Answer: The gene provided to me is notch 1 of Mus musculus . The gene is protein coding and is present on Chromosome 2. The gene id for the above said is 18128. The common name of genus Mus musculus is house mouse.

Several things to think about:
a. Note that databases do contain spelling errors, as well as different (British versus American) spellings. For example haemoglobin versus hemoglobin.

Answer: The difference is the dialect in which it is used. I, a Briton, would call it haemoglobin, whereas an American would call it hemoglobin and so the difference in spellings.

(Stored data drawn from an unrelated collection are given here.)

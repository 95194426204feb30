//! # Cooperative Stop Controllers
//!
//! A controller is the capability a work unit exposes for requesting a stop. Stops are
//! cooperative: the controller flips the execution to STOPPING and cancels a token that
//! the running code is expected to observe between units of work. Nothing here can
//! terminate a running task, so a stop request is best-effort.

use crate::error::KernelResult;
use crate::models::RuntimeJobExecution;
use std::fmt;
use std::sync::Arc;
use tokio_util::sync::CancellationToken;
use tracing::{debug, info};

/// Capability to request a cooperative stop of a running work unit
pub trait ExecutionController: Send + Sync + fmt::Debug {
    /// Request a stop. Requesting a stop of an already finished unit is a no-op.
    fn request_stop(&self) -> KernelResult<()>;

    /// Whether a stop has been requested (directly or through a parent)
    fn is_stop_requested(&self) -> bool;
}

/// Default controller backed by a cancellation token.
///
/// Controllers created with [`CancellationController::linked`] are cancelled when their
/// parent is, which is how a stop of a top-level job reaches its partitions and
/// split-flows.
#[derive(Debug, Clone)]
pub struct CancellationController {
    execution: Arc<RuntimeJobExecution>,
    token: CancellationToken,
}

impl CancellationController {
    pub fn new(execution: Arc<RuntimeJobExecution>) -> Self {
        Self {
            execution,
            token: CancellationToken::new(),
        }
    }

    /// Controller whose token is a child of an existing unit's token
    pub fn linked(execution: Arc<RuntimeJobExecution>, parent: &CancellationToken) -> Self {
        Self {
            execution,
            token: parent.child_token(),
        }
    }

    pub fn token(&self) -> CancellationToken {
        self.token.clone()
    }
}

impl ExecutionController for CancellationController {
    fn request_stop(&self) -> KernelResult<()> {
        if !self.execution.mark_stopping() {
            debug!(
                execution_id = self.execution.execution_id(),
                job_name = %self.execution.job_name(),
                status = %self.execution.status(),
                "Stop requested for finished execution - ignoring"
            );
            return Ok(());
        }

        self.token.cancel();
        info!(
            execution_id = self.execution.execution_id(),
            job_name = %self.execution.job_name(),
            "🛑 CONTROLLER: Stop requested"
        );
        Ok(())
    }

    fn is_stop_requested(&self) -> bool {
        self.token.is_cancelled()
    }
}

c. Note that the DNA sequence of the gene might be MUCH larger than the actual coding sequence (why is this?). You should include the entire DNA sequence of your gene. However, do NOT paste in an entire genome!! Nor should you include an entire “CONTIG” if that is where you find the sequence. (What is a contig?) You only want the sequence of your gene.
i. Underline the DNA sequence encoding the protein (ONLY the coding sequence)
ii. Highlight the start and stop codons

Answer: A Contiguous sequence of DNA formed by assembling overlapping sequenced fragments of a chromosome. A cluster of clones represents overlapping regions of the genome. A contig is a chromosome map screening the locations of that area of a chromosome where contiguous DNA segments overlap. Contig maps are significant as they provide the capability to study an entire, and often large, segment of the genome by probing a series of overlapping clones which then offer a continuous succession of information about that region....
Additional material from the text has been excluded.